According to their analysis, that number could rise to 66,720 if there were outbreaks of infectious diseases such as cholera.

Even under the best of the three options outlined by the research team – an immediate and lasting ceasefire without an outbreak of infectious diseases – an additional 6,500 Gazans could die in the next six months as a direct result of the war, the analysis found.

The population of Gaza before the war was 2.2 million.

“This is not a political message or advocacy,” said Dr. Francesco Checchi, Professor of Epidemiology and International Health at the London School of Hygiene and Tropical Medicine.

“We just wanted to bring it to the forefront of people's minds and to the desks of decision-makers,” he added, “so that afterwards you can say that there was some available evidence in the decision-making process about what the impact of this would be.” in relation to life.

Dr. Checchi and his colleagues estimated the projected excess deaths using health data available for Gaza before the war began and collected during more than four months of fighting.
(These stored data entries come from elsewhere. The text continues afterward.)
use crate::config::Config;
use pollbooth_core::{
    CompareError, CompareSpec, Comparison, FaceComparator, OnnxComparator, UnavailableComparator,
};
use std::any::Any;
use std::panic::{self, AssertUnwindSafe};
use thiserror::Error;
use tokio::sync::{mpsc, oneshot};

/// Requests queued ahead of the engine thread before senders wait.
const ENGINE_QUEUE_DEPTH: usize = 16;

#[derive(Error, Debug)]
pub enum EngineError {
    #[error("failed to spawn engine thread: {0}")]
    Spawn(#[from] std::io::Error),
}

/// Messages sent from request handlers to the engine thread.
enum EngineRequest {
    Compare {
        img1: String,
        img2: String,
        model: String,
        detector: String,
        enforce_detection: bool,
        reply: oneshot::Sender<Result<Comparison, CompareError>>,
    },
}

/// Clone-safe handle to the engine thread.
#[derive(Clone)]
pub struct EngineHandle {
    tx: mpsc::Sender<EngineRequest>,
}

impl EngineHandle {
    /// Queue one comparison and wait for the engine's reply.
    pub async fn compare(
        &self,
        img1: &str,
        img2: &str,
        spec: &CompareSpec<'_>,
    ) -> Result<Comparison, CompareError> {
        let (reply_tx, reply_rx) = oneshot::channel();
        self.tx
            .send(EngineRequest::Compare {
                img1: img1.to_string(),
                img2: img2.to_string(),
                model: spec.model.to_string(),
                detector: spec.detector.to_string(),
                enforce_detection: spec.enforce_detection,
                reply: reply_tx,
            })
            .await
            .map_err(|_| CompareError::EngineClosed)?;
        reply_rx.await.map_err(|_| CompareError::EngineClosed)?
    }
}

/// Build the comparator named by the configuration.
///
/// Never fails: when the models cannot be loaded the service still starts,
/// with a comparator that rejects every request as unavailable. The flag
/// reports whether the real backend loaded.
pub fn load_comparator(config: &Config) -> (Box<dyn FaceComparator>, bool) {
    tracing::info!(
        model = %config.verify.model,
        detector = %config.verify.detector,
        dir = %config.model_dir.display(),
        "loading face models"
    );

    match OnnxComparator::load(&config.model_dir, &config.verify.model, &config.verify.detector) {
        Ok(comparator) => {
            tracing::info!(
                model = comparator.model().name(),
                detector = comparator.backend().name(),
                "face models loaded"
            );
            (Box::new(comparator), true)
        }
        Err(err) => {
            let reason = pollbooth_core::comparator::error_chain(&err);
            tracing::error!(error = %reason, "failed to load face models; verification disabled");
            (Box::new(UnavailableComparator::new(reason)), false)
        }
    }
}

/// Spawn the engine on a dedicated OS thread that owns `comparator`.
///
/// Comparisons run one at a time in arrival order. A panicking comparison
/// fails only its own request. The thread exits once every handle has been
/// dropped.
pub fn spawn_engine(mut comparator: Box<dyn FaceComparator>) -> Result<EngineHandle, EngineError> {
    let (tx, mut rx) = mpsc::channel::<EngineRequest>(ENGINE_QUEUE_DEPTH);

    std::thread::Builder::new()
        .name("pollbooth-engine".into())
        .spawn(move || {
            tracing::info!("engine thread started");
            while let Some(req) = rx.blocking_recv() {
                match req {
                    EngineRequest::Compare {
                        img1,
                        img2,
                        model,
                        detector,
                        enforce_detection,
                        reply,
                    } => {
                        let spec = CompareSpec {
                            model: &model,
                            detector: &detector,
                            enforce_detection,
                        };
                        let started = std::time::Instant::now();
                        let result = panic::catch_unwind(AssertUnwindSafe(|| {
                            comparator.compare(&img1, &img2, &spec)
                        }))
                        .unwrap_or_else(|payload| {
                            let message = panic_message(payload.as_ref());
                            tracing::error!(panic = %message, "comparator panicked");
                            Err(CompareError::Aborted(message))
                        });
                        tracing::debug!(
                            elapsed_ms = started.elapsed().as_millis() as u64,
                            ok = result.is_ok(),
                            "comparison finished"
                        );
                        let _ = reply.send(result);
                    }
                }
            }
            tracing::info!("engine thread exiting");
        })?;

    Ok(EngineHandle { tx })
}

fn panic_message(payload: &(dyn Any + Send)) -> String {
    if let Some(s) = payload.downcast_ref::<&str>() {
        s.to_string()
    } else if let Some(s) = payload.downcast_ref::<String>() {
        s.clone()
    } else {
        "unknown panic".to_string()
    }
}
pub mod error;
pub mod guard;
pub mod navigator;
pub mod table;

pub use error::RouteError;
pub use guard::{authorize, authorize_with, Decision, RedirectTargets};
pub use navigator::{Navigation, Navigator};
pub use table::{Access, RouteDescriptor, RouteTable};
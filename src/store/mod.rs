pub mod units;

pub use units::{UnitsState, UnitsStore};

/// Handle returned by [`Store::subscribe`]
#[derive(Debug, Clone, Copy, PartialEq, Eq, Hash)]
pub struct SubscriptionId(u64);

type Listener<S> = Box<dyn Fn(&S)>;

/// State container owned by the view layer. Listeners run synchronously,
/// in subscription order, after every write.
pub struct Store<S> {
    state: S,
    listeners: Vec<(SubscriptionId, Listener<S>)>,
    next_id: u64,
}

impl<S: Default> Default for Store<S> {
    fn default() -> Self {
        Self::new(S::default())
    }
}

impl<S> Store<S> {
    pub fn new(state: S) -> Self {
        Self {
            state,
            listeners: vec![],
            next_id: 0,
        }
    }

    pub fn get_state(&self) -> &S {
        &self.state
    }

    /// Mutate the state, then notify listeners
    pub fn set_state<R>(&mut self, update: impl FnOnce(&mut S) -> R) -> R {
        let out = update(&mut self.state);
        for (_, listener) in &self.listeners {
            listener(&self.state);
        }
        out
    }

    pub fn subscribe(&mut self, listener: impl Fn(&S) + 'static) -> SubscriptionId {
        let id = SubscriptionId(self.next_id);
        self.next_id += 1;
        self.listeners.push((id, Box::new(listener)));
        id
    }

    /// Returns false when `id` was not subscribed
    pub fn unsubscribe(&mut self, id: SubscriptionId) -> bool {
        let before = self.listeners.len();
        self.listeners.retain(|(sid, _)| *sid != id);
        self.listeners.len() != before
    }

    pub fn into_state(self) -> S {
        self.state
    }
}

impl<S: std::fmt::Debug> std::fmt::Debug for Store<S> {
    fn fmt(&self, f: &mut std::fmt::Formatter<'_>) -> std::fmt::Result {
        f.debug_struct("Store")
            .field("state", &self.state)
            .field("listeners", &self.listeners.len())
            .finish()
    }
}
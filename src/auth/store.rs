use std::collections::BTreeMap;
use std::fs;
use std::path::{Path, PathBuf};

use super::error::StoreError;

/// The three persisted credential keys
#[derive(Debug, Clone, Copy, PartialEq, Eq, Hash)]
pub enum CredentialKey {
    Token,
    Role,
    OrgId,
}

impl CredentialKey {
    pub const ALL: [CredentialKey; 3] = [CredentialKey::Token, CredentialKey::Role, CredentialKey::OrgId];

    pub fn as_str(&self) -> &'static str {
        match self {
            CredentialKey::Token => "token",
            CredentialKey::Role => "role",
            CredentialKey::OrgId => "orgId",
        }
    }
}

/// Durable key-value storage for credentials
pub trait CredentialStore {
    fn get(&self, key: CredentialKey) -> Result<Option<String>, StoreError>;
    fn set(&mut self, key: CredentialKey, value: &str) -> Result<(), StoreError>;
    fn remove(&mut self, key: CredentialKey) -> Result<(), StoreError>;
}

/// Process-local store, for tests and embedding
#[derive(Debug, Clone, Default)]
pub struct MemoryCredentialStore {
    values: BTreeMap<&'static str, String>,
}

impl MemoryCredentialStore {
    pub fn new() -> Self {
        Self::default()
    }
}

impl CredentialStore for MemoryCredentialStore {
    fn get(&self, key: CredentialKey) -> Result<Option<String>, StoreError> {
        Ok(self.values.get(key.as_str()).cloned())
    }

    fn set(&mut self, key: CredentialKey, value: &str) -> Result<(), StoreError> {
        self.values.insert(key.as_str(), value.to_string());
        Ok(())
    }

    fn remove(&mut self, key: CredentialKey) -> Result<(), StoreError> {
        self.values.remove(key.as_str());
        Ok(())
    }
}

/// JSON file store that survives restarts. Each write replaces the file
/// through a rename so a crash never leaves it half-written.
#[derive(Debug, Clone)]
pub struct FileCredentialStore {
    path: PathBuf,
}

impl FileCredentialStore {
    pub fn new(path: impl Into<PathBuf>) -> Self {
        Self { path: path.into() }
    }

    pub fn path(&self) -> &Path {
        &self.path
    }

    fn load(&self) -> Result<BTreeMap<String, String>, StoreError> {
        if !self.path.exists() {
            return Ok(BTreeMap::new());
        }

        let content = fs::read_to_string(&self.path)?;
        if content.trim().is_empty() {
            return Ok(BTreeMap::new());
        }
        Ok(serde_json::from_str(&content)?)
    }

    fn save(&self, values: &BTreeMap<String, String>) -> Result<(), StoreError> {
        if let Some(parent) = self.path.parent() {
            if !parent.as_os_str().is_empty() && !parent.exists() {
                fs::create_dir_all(parent)?;
            }
        }

        let content = serde_json::to_string_pretty(values)?;
        let tmp = self.path.with_extension(format!("{}.tmp", uuid::Uuid::new_v4().simple()));
        fs::write(&tmp, content)?;
        fs::rename(&tmp, &self.path)?;
        Ok(())
    }
}

impl CredentialStore for FileCredentialStore {
    fn get(&self, key: CredentialKey) -> Result<Option<String>, StoreError> {
        Ok(self.load()?.remove(key.as_str()))
    }

    fn set(&mut self, key: CredentialKey, value: &str) -> Result<(), StoreError> {
        let mut values = self.load()?;
        values.insert(key.as_str().to_string(), value.to_string());
        self.save(&values)
    }

    fn remove(&mut self, key: CredentialKey) -> Result<(), StoreError> {
        let mut values = self.load()?;
        if values.remove(key.as_str()).is_some() {
            self.save(&values)?;
        }
        Ok(())
    }
}

#[cfg(test)]
mod tests {
    use super::*;

    fn temp_path() -> PathBuf {
        std::env::temp_dir()
            .join(format!("rentline_store_{}", uuid::Uuid::new_v4().simple()))
            .join("credentials.json")
    }

    #[test]
    fn test_memory_store_get_set_remove() {
        let mut store = MemoryCredentialStore::new();
        assert_eq!(store.get(CredentialKey::Token).unwrap(), None);
        store.set(CredentialKey::Token, "abc").unwrap();
        assert_eq!(store.get(CredentialKey::Token).unwrap().as_deref(), Some("abc"));
        store.remove(CredentialKey::Token).unwrap();
        assert_eq!(store.get(CredentialKey::Token).unwrap(), None);
    }

    #[test]
    fn test_file_store_persists_across_instances() {
        let path = temp_path();
        let mut store = FileCredentialStore::new(&path);
        store.set(CredentialKey::Role, "Manager").unwrap();
        store.set(CredentialKey::OrgId, "org-1").unwrap();

        let reopened = FileCredentialStore::new(&path);
        assert_eq!(reopened.get(CredentialKey::Role).unwrap().as_deref(), Some("Manager"));
        assert_eq!(reopened.get(CredentialKey::OrgId).unwrap().as_deref(), Some("org-1"));

        let content = fs::read_to_string(&path).unwrap();
        assert!(content.contains("\"orgId\""));

        let _ = fs::remove_dir_all(path.parent().unwrap());
    }

    #[test]
    fn test_file_store_missing_file_reads_empty() {
        let store = FileCredentialStore::new(temp_path());
        assert_eq!(store.get(CredentialKey::Token).unwrap(), None);
    }

    #[test]
    fn test_file_store_corrupt_file_is_an_error() {
        let path = temp_path();
        fs::create_dir_all(path.parent().unwrap()).unwrap();
        fs::write(&path, "not json").unwrap();

        let store = FileCredentialStore::new(&path);
        assert!(matches!(store.get(CredentialKey::Token), Err(StoreError::Corrupt(_))));

        let _ = fs::remove_dir_all(path.parent().unwrap());
    }
}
Their study takes into account deaths from traumatic injuries, infectious diseases, maternal and neonatal causes, and noncommunicable diseases for which people can no longer receive medication or treatments such as dialysis.

Dr. Checchi said the analysis made it possible to quantify the potential impact of a ceasefire on human lives. “The decisions that will be made in the next few days and weeks are of enormous importance for the development of the death toll in Gaza,” he said.

The projected 6,500 deaths even with a ceasefire are based on the assumption that there will be no infectious disease epidemics. If there was an outbreak of cholera, measles, polio or meningitis, that number would be 11,580, Dr. Paul Spiegel, director of the Hopkins Center for the Humanitarian Health and author of the study, which was not peer-reviewed.

While it is obvious that military escalation would result in additional casualties, he added, policymakers should be aware of the range in fatalities that these scenarios suggest.

“We hope to bring some reality to it,” said Dr. Mirror. “That’s 85,000 additional deaths in a population of which 1.2 percent have already been killed.”

Patrick Ball, an expert in the quantitative analysis of conflict deaths who was not involved in the research, said it was unusual to see such a rigorous attempt to calculate the potential humanitarian costs of an ongoing war.

“The paper sheds light on this conflict in a way that we have not seen in any previous conflict,” said Dr. Ball, research director at the Human Rights Data Analysis Group, a nonprofit organization. “It illuminates the likely cost in human life and human suffering of various types of future actions that are under human control.”

“People will make decisions that lead to one of these three scenarios or a complex mix of them, and that gives us a sense of what the likely outcomes of those decisions are,” he added.

The analysis estimates that the death toll from traumatic injuries in Gaza over the next six months will be spread across all ages and genders.

“43 percent of traumatic deaths occur in women and 42 percent in children under 19,” the paper says, reflecting “the intensity and widespread nature of the bombing.”

Even with an immediate ceasefire, war-related deaths would continue, according to the analysis. Casualties include deaths of people who succumb to their previous injuries or are injured by unexploded ordnance, deaths of infants and women for whom comprehensive care at birth is not possible, and deaths of malnourished children who are unable to are to ward off infections such as pneumonia.

“I don’t think people realize how long it will take for this to change,” Dr. Mirror.